## [Aim of the task]
Please count the lines in the data below that mention the word "Warning", then give only the total.

[Stored data]
------------------------

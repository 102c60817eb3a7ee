//! エラー型とエラーメッセージ定数

/// トレース要求の検証エラー
#[derive(Debug, Clone, PartialEq, Eq, thiserror::Error)]
pub enum TraceError {
    /// ステップ数が0
    #[error("Step count must be a positive integer")]
    InvalidStepCount,

    /// 不明な出力形式
    #[error("Unknown output format '{0}' (expected 'source' or 'assembly')")]
    UnknownOutputMode(String),

    /// 不明なクラッシュ種別
    #[error("Unknown fault mode '{0}' (expected 'plain' or 'asan')")]
    UnknownFaultMode(String),
}

/// サニタイザーモードで実行前に表示する注意書き
pub const ASAN_NOTE: &[&str] = &[
    "NOTE: For ASAN crashes, you must manually identify the last app frame.",
    "This script provides a template. Consider running interactively.",
];
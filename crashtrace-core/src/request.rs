//! トレース要求

use crate::errors::TraceError;
use std::fmt;
use std::num::NonZeroU32;
use std::path::{Path, PathBuf};
use std::str::FromStr;

/// デフォルトのステップ数
pub const DEFAULT_STEPS: u32 = 100;

/// 各ステップで表示する内容
#[derive(Debug, Clone, Copy, Default, PartialEq, Eq)]
pub enum OutputMode {
    /// ソース行単位（list / info locals / next）
    #[default]
    Source,
    /// 命令単位（disassemble / info registers / nexti）
    Assembly,
}

impl fmt::Display for OutputMode {
    fn fmt(&self, f: &mut fmt::Formatter<'_>) -> fmt::Result {
        match self {
            OutputMode::Source => write!(f, "source"),
            OutputMode::Assembly => write!(f, "assembly"),
        }
    }
}

impl FromStr for OutputMode {
    type Err = TraceError;

    fn from_str(s: &str) -> Result<Self, Self::Err> {
        match s.trim().to_ascii_lowercase().as_str() {
            "source" | "src" => Ok(OutputMode::Source),
            "assembly" | "asm" => Ok(OutputMode::Assembly),
            other => Err(TraceError::UnknownOutputMode(other.to_string())),
        }
    }
}

/// クラッシュの種類
#[derive(Debug, Clone, Copy, Default, PartialEq, Eq)]
pub enum FaultMode {
    /// 通常のクラッシュ。クラッシュ地点から逆方向にステップ実行する
    #[default]
    Plain,
    /// サニタイザー（ASAN）が検出したクラッシュ
    ///
    /// サニタイザーのランタイムがクラッシュ地点と停止地点の間に複数のフレームを挟むため、
    /// アプリケーション側の最後のフレームへの移動は利用者が手動で行う。
    Sanitizer,
}

impl fmt::Display for FaultMode {
    fn fmt(&self, f: &mut fmt::Formatter<'_>) -> fmt::Result {
        match self {
            FaultMode::Plain => write!(f, "plain"),
            FaultMode::Sanitizer => write!(f, "asan"),
        }
    }
}

impl FromStr for FaultMode {
    type Err = TraceError;

    fn from_str(s: &str) -> Result<Self, Self::Err> {
        match s.trim().to_ascii_lowercase().as_str() {
            "plain" => Ok(FaultMode::Plain),
            "asan" | "sanitizer" => Ok(FaultMode::Sanitizer),
            other => Err(TraceError::UnknownFaultMode(other.to_string())),
        }
    }
}

/// 1回の実行に対するトレース要求
///
/// 引数から一度だけ構築され、実行中は変更されません。
#[derive(Debug, Clone, PartialEq, Eq)]
pub struct TraceRequest {
    trace_dir: Option<PathBuf>,
    steps: NonZeroU32,
    output: OutputMode,
    fault: FaultMode,
}

impl TraceRequest {
    /// ステップ数を指定して要求を作成する
    ///
    /// ステップ数が0の場合はエラーになります。
    pub fn new(steps: u32) -> Result<Self, TraceError> {
        let steps = NonZeroU32::new(steps).ok_or(TraceError::InvalidStepCount)?;
        Ok(Self {
            trace_dir: None,
            steps,
            output: OutputMode::default(),
            fault: FaultMode::default(),
        })
    }

    /// 再生するトレースディレクトリを指定する（未指定なら最新の記録）
    pub fn with_trace_dir(mut self, trace_dir: Option<PathBuf>) -> Self {
        self.trace_dir = trace_dir;
        self
    }

    pub fn with_output(mut self, output: OutputMode) -> Self {
        self.output = output;
        self
    }

    pub fn with_fault(mut self, fault: FaultMode) -> Self {
        self.fault = fault;
        self
    }

    pub fn trace_dir(&self) -> Option<&Path> {
        self.trace_dir.as_deref()
    }

    pub fn steps(&self) -> u32 {
        self.steps.get()
    }

    pub fn output(&self) -> OutputMode {
        self.output
    }

    pub fn fault(&self) -> FaultMode {
        self.fault
    }
}

impl Default for TraceRequest {
    fn default() -> Self {
        Self {
            trace_dir: None,
            steps: NonZeroU32::new(DEFAULT_STEPS).unwrap_or(NonZeroU32::MIN),
            output: OutputMode::default(),
            fault: FaultMode::default(),
        }
    }
}
//! トレース取得の実行と結果の報告

use crate::errors::ASAN_NOTE;
use crate::request::{FaultMode, TraceRequest};
use crate::script::CommandScript;
use crate::Result;
use crashtrace_replay::{
    ProcessOutput, ReplayError, ReplayInvocation, ReplayRunner, DEFAULT_PROGRAM,
};
use std::io::Write;
use std::path::{Path, PathBuf};
use tracing::debug;

/// 1回の実行結果
#[derive(Debug, Clone, PartialEq, Eq)]
pub enum Outcome {
    /// リプレイエンジンが終了した（エンジン自体の終了コードは問わない）
    Completed {
        /// エンジンの終了コード（シグナル終了なら `None`）
        inner_code: Option<i32>,
    },
    /// 制限時間を超えた
    TimedOut,
    /// 起動または通信に失敗した
    Failed,
}

impl Outcome {
    /// プロセスの終了コード
    ///
    /// デバッガは通常のセッションの後でも0以外で終了することがあるので、
    /// `Completed` は常に0になります。
    pub fn exit_code(&self) -> i32 {
        match self {
            Outcome::Completed { .. } => 0,
            Outcome::TimedOut | Outcome::Failed => 1,
        }
    }
}

/// リプレイエンジンを起動してトレースを取得する
pub struct Orchestrator<R> {
    runner: R,
    program: PathBuf,
}

impl<R: ReplayRunner> Orchestrator<R> {
    /// デフォルトの `rr` を使うオーケストレータを作成する
    pub fn new(runner: R) -> Self {
        Self {
            runner,
            program: PathBuf::from(DEFAULT_PROGRAM),
        }
    }

    /// リプレイエンジンの実行ファイルを指定する
    pub fn with_program<P: AsRef<Path>>(mut self, program: P) -> Self {
        self.program = program.as_ref().to_path_buf();
        self
    }

    /// ランナーを取得する
    pub fn runner(&self) -> &R {
        &self.runner
    }

    /// トレース要求に対する起動内容を作成する
    pub fn invocation(&self, request: &TraceRequest) -> ReplayInvocation {
        ReplayInvocation::new(&self.program, request.trace_dir())
    }

    /// トレースを取得して結果を報告する
    ///
    /// エンジンの標準出力は `out` に、警告やエラーは `err` に書き出します。
    /// 失敗はすべてここで報告され、呼び出し元には終了コードだけが返ります。
    pub fn run<O, E>(&self, request: &TraceRequest, out: &mut O, err: &mut E) -> Result<Outcome>
    where
        O: Write,
        E: Write,
    {
        if request.fault() == FaultMode::Sanitizer {
            for line in ASAN_NOTE {
                writeln!(out, "{}", line)?;
            }
            writeln!(out)?;
        }

        let script = CommandScript::build(request);
        let invocation = self.invocation(request);
        debug!(
            steps = request.steps(),
            output = %request.output(),
            fault = %request.fault(),
            commands = script.len(),
            "built debugger script"
        );

        let outcome = match self.runner.run(&invocation, &script.render()) {
            Ok(output) => {
                report_output(&output, out, err)?;
                Outcome::Completed {
                    inner_code: output.code,
                }
            }
            Err(e @ ReplayError::Timeout(_)) => {
                debug!(error = %e, "replay failed");
                writeln!(err, "Error: {}", e)?;
                Outcome::TimedOut
            }
            Err(e) => {
                debug!(error = %e, "replay failed");
                writeln!(err, "Error: {}", e)?;
                Outcome::Failed
            }
        };

        out.flush()?;
        err.flush()?;
        Ok(outcome)
    }

    /// エンジンを起動せずに、起動内容とスクリプトだけを書き出す
    pub fn dry_run<O: Write>(&self, request: &TraceRequest, out: &mut O) -> Result<()> {
        let script = CommandScript::build(request);
        writeln!(out, "# {}", self.invocation(request))?;
        writeln!(out, "{}", script.render())?;
        out.flush()?;
        Ok(())
    }
}

/// 終了したエンジンの出力を報告する
fn report_output<O: Write, E: Write>(output: &ProcessOutput, out: &mut O, err: &mut E) -> Result<()> {
    writeln!(out, "{}", output.stdout_lossy())?;

    if !output.success() {
        match (output.code, output.signal) {
            (Some(code), _) => writeln!(err, "Warning: gdb exited with code {}", code)?,
            (None, Some(signal)) => writeln!(err, "Warning: gdb terminated by signal {}", signal)?,
            (None, None) => writeln!(err, "Warning: gdb terminated abnormally")?,
        }
        writeln!(err, "{}", output.stderr_lossy())?;
    }

    Ok(())
}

------------------------

## [Result below]
3